Diduga Ada Pungli Penyaluran BPNT di Desa Mandalawangi
CYBER88 | KBB - Kementrian sosial melalui surat edaran tanggal 12/02/2022 menyampaikan bahwa penyaluran BPNT untuk periode januari-maret tahun 2022 dilaksanakan secara tunai melalui PT POS Indonesia dengan tujuan untuk mempercepat penyaluran BPNT th 2022 dan penerima boleh membelanjakan kebutuhannya di warung mana saja dengan harga yang sesuai dengan harga pasar.
Kebijakan ini diambil tentunya untuk memotong segala birokrasi dan pungli disaat pandemi berkepanjangan melanda dunia dan sangat terasa dampaknya bagi masyarakat luas.

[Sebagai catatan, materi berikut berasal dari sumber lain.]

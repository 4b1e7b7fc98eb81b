//! User management endpoints

use axum::extract::{Path, Query, State};
use axum::routing::{delete, get, post, put};
use axum::{Json, Router, middleware};
use serde::Deserialize;
use shared::util::hash_password;
use shared::{ApiResponse, AppError, AppResult, ErrorCode};

use crate::auth::{CurrentUser, require_permission};
use crate::db;
use crate::db::users::NewUser;
use crate::state::AppState;

use super::Pagination;

pub fn router() -> Router<AppState> {
    let read = Router::new()
        .route("/api/v1/users", get(list))
        .route("/api/v1/users/{id}", get(get_by_id))
        .layer(middleware::from_fn(require_permission("sys:user:list")));

    let create_routes = Router::new()
        .route("/api/v1/users", post(create))
        .layer(middleware::from_fn(require_permission("sys:user:create")));

    let update_routes = Router::new()
        .route("/api/v1/users/{id}", put(update))
        .route("/api/v1/users/{id}/password", put(set_password))
        .route("/api/v1/users/{id}/roles", put(set_roles))
        .layer(middleware::from_fn(require_permission("sys:user:update")));

    let delete_routes = Router::new()
        .route("/api/v1/users/{id}", delete(remove))
        .layer(middleware::from_fn(require_permission("sys:user:delete")));

    read.merge(create_routes).merge(update_routes).merge(delete_routes)
}

/// GET /api/v1/users
///
/// Rows are filtered by the caller's data scope.
async fn list(
    State(state): State<AppState>,
    user: CurrentUser,
    Query(page): Query<Pagination>,
) -> AppResult<ApiResponse<Vec<db::users::User>>> {
    let (limit, offset) = page.limit_offset();
    let users = db::users::list(&state.pool, user.scope(), user.id, limit, offset).await?;
    Ok(ApiResponse::success(users))
}

/// GET /api/v1/users/{id}
async fn get_by_id(
    State(state): State<AppState>,
    user: CurrentUser,
    Path(id): Path<i64>,
) -> AppResult<ApiResponse<db::users::User>> {
    let target = db::users::find_by_id(&state.pool, id)
        .await?
        .ok_or_else(|| AppError::new(ErrorCode::UserNotFound))?;

    // Out-of-scope rows look absent, not forbidden
    if !user.scope().allows(user.id, target.id, target.dept_id) {
        return Err(AppError::new(ErrorCode::UserNotFound));
    }
    Ok(ApiResponse::success(target))
}

#[derive(Debug, Deserialize)]
struct CreateUser {
    username: String,
    nickname: Option<String>,
    password: String,
    dept_id: Option<i64>,
    #[serde(default = "default_enabled")]
    enabled: bool,
}

fn default_enabled() -> bool {
    true
}

/// POST /api/v1/users
async fn create(
    State(state): State<AppState>,
    user: CurrentUser,
    Json(payload): Json<CreateUser>,
) -> AppResult<ApiResponse<i64>> {
    if payload.username.is_empty() || payload.password.len() < 8 {
        return Err(AppError::validation(
            "Username required and password must be at least 8 characters",
        ));
    }
    if db::users::username_taken(&state.pool, &payload.username).await? {
        return Err(AppError::new(ErrorCode::UsernameExists));
    }
    if let Some(dept_id) = payload.dept_id {
        db::depts::find_by_id(&state.pool, dept_id)
            .await?
            .ok_or_else(|| AppError::new(ErrorCode::DeptNotFound))?;
    }

    let password_hash = hash_password(&payload.password)
        .map_err(|e| AppError::crypto(format!("Password hashing failed: {e}")))?;

    let id = db::users::create(
        &state.pool,
        NewUser {
            username: &payload.username,
            nickname: payload.nickname.as_deref(),
            password_hash: &password_hash,
            dept_id: payload.dept_id,
            enabled: payload.enabled,
            created_by: user.id,
        },
    )
    .await?;

    tracing::info!(user_id = id, username = %payload.username, by = user.id, "User created");
    Ok(ApiResponse::success(id))
}

#[derive(Debug, Deserialize)]
struct UpdateUser {
    nickname: Option<String>,
    dept_id: Option<i64>,
    enabled: bool,
}

/// PUT /api/v1/users/{id}
async fn update(
    State(state): State<AppState>,
    user: CurrentUser,
    Path(id): Path<i64>,
    Json(payload): Json<UpdateUser>,
) -> AppResult<ApiResponse<()>> {
    if let Some(dept_id) = payload.dept_id {
        db::depts::find_by_id(&state.pool, dept_id)
            .await?
            .ok_or_else(|| AppError::new(ErrorCode::DeptNotFound))?;
    }

    let updated = db::users::update(
        &state.pool,
        id,
        payload.nickname.as_deref(),
        payload.dept_id,
        payload.enabled,
    )
    .await?;
    if !updated {
        return Err(AppError::new(ErrorCode::UserNotFound));
    }

    // Department or enabled flag may have changed the user's scope
    state.permissions.invalidate_user(id);
    tracing::info!(user_id = id, by = user.id, "User updated");
    Ok(ApiResponse::ok())
}

#[derive(Debug, Deserialize)]
struct SetPassword {
    password: String,
}

/// PUT /api/v1/users/{id}/password
async fn set_password(
    State(state): State<AppState>,
    user: CurrentUser,
    Path(id): Path<i64>,
    Json(payload): Json<SetPassword>,
) -> AppResult<ApiResponse<()>> {
    if payload.password.len() < 8 {
        return Err(AppError::validation("Password must be at least 8 characters"));
    }

    let password_hash = hash_password(&payload.password)
        .map_err(|e| AppError::crypto(format!("Password hashing failed: {e}")))?;

    if !db::users::set_password(&state.pool, id, &password_hash).await? {
        return Err(AppError::new(ErrorCode::UserNotFound));
    }
    tracing::info!(user_id = id, by = user.id, "Password changed");
    Ok(ApiResponse::ok())
}

#[derive(Debug, Deserialize)]
struct SetRoles {
    role_ids: Vec<i64>,
}

/// PUT /api/v1/users/{id}/roles
async fn set_roles(
    State(state): State<AppState>,
    user: CurrentUser,
    Path(id): Path<i64>,
    Json(payload): Json<SetRoles>,
) -> AppResult<ApiResponse<()>> {
    db::users::find_by_id(&state.pool, id)
        .await?
        .ok_or_else(|| AppError::new(ErrorCode::UserNotFound))?;

    for role_id in &payload.role_ids {
        db::roles::find_by_id(&state.pool, *role_id)
            .await?
            .ok_or_else(|| AppError::new(ErrorCode::RoleNotFound))?;
    }

    db::users::set_roles(&state.pool, id, &payload.role_ids).await?;

    // Invalidate before responding so the next request sees the new roles
    state.permissions.invalidate_user(id);
    tracing::info!(user_id = id, by = user.id, roles = ?payload.role_ids, "Roles assigned");
    Ok(ApiResponse::ok())
}

/// DELETE /api/v1/users/{id}
async fn remove(
    State(state): State<AppState>,
    user: CurrentUser,
    Path(id): Path<i64>,
) -> AppResult<ApiResponse<()>> {
    if id == user.id {
        return Err(AppError::invalid_request("Cannot delete your own account"));
    }

    if !db::users::delete(&state.pool, id).await? {
        return Err(AppError::new(ErrorCode::UserNotFound));
    }

    state.permissions.invalidate_user(id);
    tracing::info!(user_id = id, by = user.id, "User deleted");
    Ok(ApiResponse::ok())
}
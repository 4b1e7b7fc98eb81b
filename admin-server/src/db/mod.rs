//! Database access layer

pub mod depts;
pub mod login_logs;
pub mod menus;
pub mod operation_logs;
pub mod rbac;
pub mod roles;
pub mod users;
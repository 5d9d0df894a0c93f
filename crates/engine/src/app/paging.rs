use tracing::trace;

use super::engine::Engine;
use super::store::{CameraState, LocalPlayer, TerrainSegment};
use super::{NetworkChannel, Radar, RenderBackend, TerrainSampler};

/// Follows the local player's x with the camera and marks every terrain
/// segment dirty when, and only when, the offset changes. Returns whether
/// terrain was marked dirty.
pub fn advance_camera(
    camera: &mut CameraState,
    terrain: &mut [TerrainSegment],
    local_player_x: Option<f32>,
) -> bool {
    if !camera.anchored {
        return false;
    }
    let Some(x) = local_player_x else {
        return false;
    };

    camera.offset = x;
    if camera.previous_offset == Some(x) {
        return false;
    }

    for segment in terrain.iter_mut() {
        segment.needs_update = true;
    }
    camera.previous_offset = Some(x);
    true
}

impl<R, N, M, T> Engine<R, N, M, T>
where
    R: RenderBackend,
    N: NetworkChannel,
    M: Radar,
    T: TerrainSampler,
{
    pub(crate) fn page_camera(&mut self) -> bool {
        let local_player_x = match self.store.local_player() {
            LocalPlayer::Present(player) => Some(player.position.x),
            LocalPlayer::Absent => None,
        };
        let marked = advance_camera(
            &mut self.store.camera,
            &mut self.store.terrain,
            local_player_x,
        );
        if marked {
            trace!(offset = self.store.camera.offset, "terrain_marked_dirty");
        }
        marked
    }
}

Hasil penelusuran Cyber88.co.id dibeberapa kecamatan yang ada di Bandung Barat ternyata masih ada beberapa kecurangan dari mulai oknum aparatur Desa yang bekerja sama dengan e waroeng/agen untuk memaksa masyarakat belanja di agen yang telah ditunjuk maupun pungli oleh beberapa oknum RW.

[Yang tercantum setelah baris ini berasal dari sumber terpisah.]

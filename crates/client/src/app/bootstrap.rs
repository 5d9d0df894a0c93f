use std::env;
use std::path::PathBuf;

use tracing::{info, warn};
use tracing_subscriber::EnvFilter;

use super::loop_runner::{normalize_render_fps_cap, LoopConfig};
use super::session::{load_session, parse_session, Session, SessionError};

pub(crate) const SESSION_ENV_VAR: &str = "SCRAPLINE_SESSION";
pub(crate) const TARGET_FPS_ENV_VAR: &str = "SCRAPLINE_TARGET_FPS";

const DEMO_SESSION: &str = include_str!("../../sessions/demo.json");

pub(crate) struct AppWiring {
    pub(crate) config: LoopConfig,
    pub(crate) session: Session,
}

pub(crate) fn build_app() -> Result<AppWiring, SessionError> {
    init_tracing();
    info!("=== Scrapline Client Startup ===");

    let session = match resolve_session_path() {
        Some(path) => {
            info!(path = %path.display(), "session_file");
            load_session(&path)?
        }
        None => {
            info!(env_var = SESSION_ENV_VAR, "session_builtin_demo");
            parse_session(DEMO_SESSION)?
        }
    };

    let config = LoopConfig {
        target_fps: resolve_target_fps(session.target_fps.or(LoopConfig::default().target_fps)),
        ..LoopConfig::default()
    };

    Ok(AppWiring { config, session })
}

fn init_tracing() {
    let filter = EnvFilter::try_from_default_env().unwrap_or_else(|_| EnvFilter::new("info"));
    tracing_subscriber::fmt()
        .with_env_filter(filter)
        .with_target(false)
        .with_thread_names(true)
        .compact()
        .init();
}

fn resolve_session_path() -> Option<PathBuf> {
    env::args_os()
        .nth(1)
        .map(PathBuf::from)
        .or_else(|| env::var_os(SESSION_ENV_VAR).map(PathBuf::from))
        .filter(|path| !path.as_os_str().is_empty())
}

fn resolve_target_fps(configured: Option<u32>) -> Option<u32> {
    match env::var(TARGET_FPS_ENV_VAR) {
        Ok(value) => parse_target_fps(&value).unwrap_or_else(|| {
            warn!(
                env_var = TARGET_FPS_ENV_VAR,
                value = value.as_str(),
                "invalid target-fps env var value; falling back to config"
            );
            configured
        }),
        Err(env::VarError::NotPresent) => configured,
        Err(err) => {
            warn!(
                env_var = TARGET_FPS_ENV_VAR,
                error = %err,
                "unable to read target-fps env var; falling back to config"
            );
            configured
        }
    }
}

/// `off` or `0` disables the cap.
fn parse_target_fps(raw: &str) -> Option<Option<u32>> {
    let trimmed = raw.trim();
    if trimmed.eq_ignore_ascii_case("off") {
        return Some(None);
    }
    trimmed
        .parse::<u32>()
        .ok()
        .map(|fps| normalize_render_fps_cap(Some(fps)))
}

Di Desa Mandalawangi kecamatan Cipatat Kabupaten Bandung Barat,masyarakat setelah menerima bansos BPNT malam harinya mereka didatangi oknum RW yang meminta dana Bansos BPNT dengan dalih sebagai uang terima kasih senilai Rp.10.000 - Rp.30.000 yang dimana uang tersebut dialokasikan untuk perbaikan jalan, pembangunan pos yandu dan lain sebagainya.

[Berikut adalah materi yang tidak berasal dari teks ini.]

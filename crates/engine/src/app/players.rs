use thiserror::Error;
use tracing::{debug, info, warn};

use super::coords::{name_tag_anchor, world_to_screen};
use super::engine::Engine;
use super::nodes::{player_label, player_label_lines};
use super::store::LocalPlayer;
use super::{
    Layer, NetworkChannel, Node, NodeKey, PlayerEntity, PlayerId, PlayerNode, PlayerState, Radar,
    RenderBackend, TerrainSampler, Transform,
};

#[derive(Debug, Clone, PartialEq, Eq, Error)]
pub enum ReconcileError {
    #[error("roster does not contain local player {local_player_id}; camera has no anchor target")]
    LocalPlayerMissing { local_player_id: PlayerId },
}

impl<R, N, M, T> Engine<R, N, M, T>
where
    R: RenderBackend,
    N: NetworkChannel,
    M: Radar,
    T: TerrainSampler,
{
    /// Replaces the whole player roster and re-anchors the camera on the
    /// local player.
    ///
    /// A roster without the local player is rejected before anything is torn
    /// down; the store and installed nodes are left as they were.
    pub fn apply_roster(&mut self, roster: Vec<PlayerState>) -> Result<(), ReconcileError> {
        let local_player_id = self.store.local_player_id.clone();
        if !roster.iter().any(|player| player.id == local_player_id) {
            warn!(
                local_player_id = %local_player_id,
                roster_len = roster.len(),
                "roster_missing_local_player"
            );
            return Err(ReconcileError::LocalPlayerMissing { local_player_id });
        }

        let previous_count = self.store.players.len();
        for (_, player) in self.store.players.drain() {
            remove_player_nodes(&mut self.renderer, &player);
        }

        let viewport = self.config.viewport;
        let mut radar_players: Vec<PlayerState> = Vec::with_capacity(roster.len());
        for state in roster {
            if let Some(duplicate) = self.store.players.remove(&state.id) {
                warn!(player_id = %state.id, "roster_duplicate_player");
                remove_player_nodes(&mut self.renderer, &duplicate);
                radar_players.retain(|radar_player| radar_player.id != state.id);
            }

            let is_local = state.id == local_player_id;
            let node = NodeKey::player(&state.id);
            let position = if is_local {
                state.position
            } else {
                world_to_screen(state.position, viewport)
            };
            self.renderer.add_node(
                Layer::Players,
                Node::Player(PlayerNode {
                    key: node.clone(),
                    id: state.id.clone(),
                    display_name: state.name.clone(),
                    transform: Transform {
                        position,
                        rotation_radians: state.rotation,
                    },
                    is_local,
                }),
            );

            let label = if is_local {
                None
            } else {
                let label = player_label(
                    &state.id,
                    &state.name,
                    state.value,
                    name_tag_anchor(state.position, viewport),
                );
                let key = label.key.clone();
                self.renderer.add_node(Layer::NameTags, Node::Label(label));
                radar_players.push(state.clone());
                Some(key)
            };

            self.store.players.insert(
                state.id.clone(),
                PlayerEntity::from_state(state, is_local, node, label),
            );
        }

        self.radar.set_players(&radar_players);
        self.store.radar_players = radar_players;

        let anchor = match self.store.local_player() {
            LocalPlayer::Present(player) => player.node.clone(),
            LocalPlayer::Absent => {
                return Err(ReconcileError::LocalPlayerMissing { local_player_id });
            }
        };
        self.set_anchor(anchor);

        info!(
            previous_count,
            count = self.store.players.len(),
            remote_count = self.store.radar_players.len(),
            "roster_applied"
        );
        Ok(())
    }

    /// Applies one per-tick update. Remote players only move, fire and
    /// refresh their label; the local player also takes velocity, resources
    /// and health from the server. Unknown ids are dropped.
    pub fn apply_delta(&mut self, update: PlayerState) {
        let viewport = self.config.viewport;
        let Some(player) = self.store.players.get_mut(&update.id) else {
            debug!(player_id = %update.id, "delta_dropped_unknown_player");
            return;
        };

        player.position = update.position;
        player.rotation = update.rotation;

        if player.is_local {
            self.renderer.transform_node(
                &player.node,
                Transform {
                    position: update.position,
                    rotation_radians: update.rotation,
                },
            );
            player.velocity = update.velocity;
            player.resources = update.resources;
            player.health = update.health;
        } else {
            self.renderer.transform_node(
                &player.node,
                Transform {
                    position: world_to_screen(update.position, viewport),
                    rotation_radians: update.rotation,
                },
            );
            if let Some(label) = &player.label {
                self.renderer.transform_node(
                    label,
                    Transform {
                        position: name_tag_anchor(update.position, viewport),
                        rotation_radians: 0.0,
                    },
                );
            }
            for _ in 0..update.fire {
                self.renderer.play_fire(&player.node);
            }

            self.store
                .radar_players
                .retain(|radar_player| radar_player.id != update.id);
            self.store.radar_players.push(update.clone());
            self.radar.set_players(&self.store.radar_players);
        }

        player.value = update.value;
        player.movement_state = update.movement_state;
        if let Some(label) = &player.label {
            self.renderer
                .set_label_text(label, &player_label_lines(&player.name, player.value));
        }
        self.renderer
            .set_movement_state(&player.node, update.movement_state);

        debug!(
            player_id = %update.id,
            fire = update.fire,
            is_local = player.is_local,
            "delta_applied"
        );
    }
}

fn remove_player_nodes<R: RenderBackend>(renderer: &mut R, player: &PlayerEntity) {
    if let Some(label) = &player.label {
        renderer.remove_node(label);
    }
    renderer.remove_node(&player.node);
}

Kepala Desa Mandalawangi Peranika, ketika dikonfirmasi melalui pesan WhatsApp(26/02) menyampaikan, " Saya tidak memerintahkan dan tidak mengetahui masalah ini di lapangan tapi memang pembangunan di Desa kami terhambat akibat pandemi ini dan saya akan segera menyelidiki masalah ini dilapangan untuk segera diperbaiki agar tidak menimbulkan kegaduhan." Ujarnya.
Asep sopian, salah seorang pemerhati kebijakan publik di Cipatat angkat bicara mengenai hal ini," Ini hak rakyat yang harus disampaikan dengan amanah apalagi dimasa pandemi ini sangat berarti sekali bagi masyarakat bawah kenapa harus selalu ada penyimpangan dan pungli,"
" nilai segitu akan sangat berarti sekali buat mereka, kalau masalah pembangunan dan lain-lain itukan ada dana Desa yang cukup besar jangan berdalih dengan masalah pandemi karena pandemi ini bukan hanya terjadi di Cipatat tapi semua Desa yang ada di Indonesia." Tegasnya.
Kami sangat menyayangkan hal ini dan akan terus mengawal setiap kebijakan pusat dan daerah agar betul-betul terlaksana di lapangan dan bila perlu kami akan berkirim surat ke Tim Tipikor untuk memeriksa seluruh Desa yang ada di Bandung Barat berdasarkan bukti bukti yang telah kami kumpulkan,imbuhnya.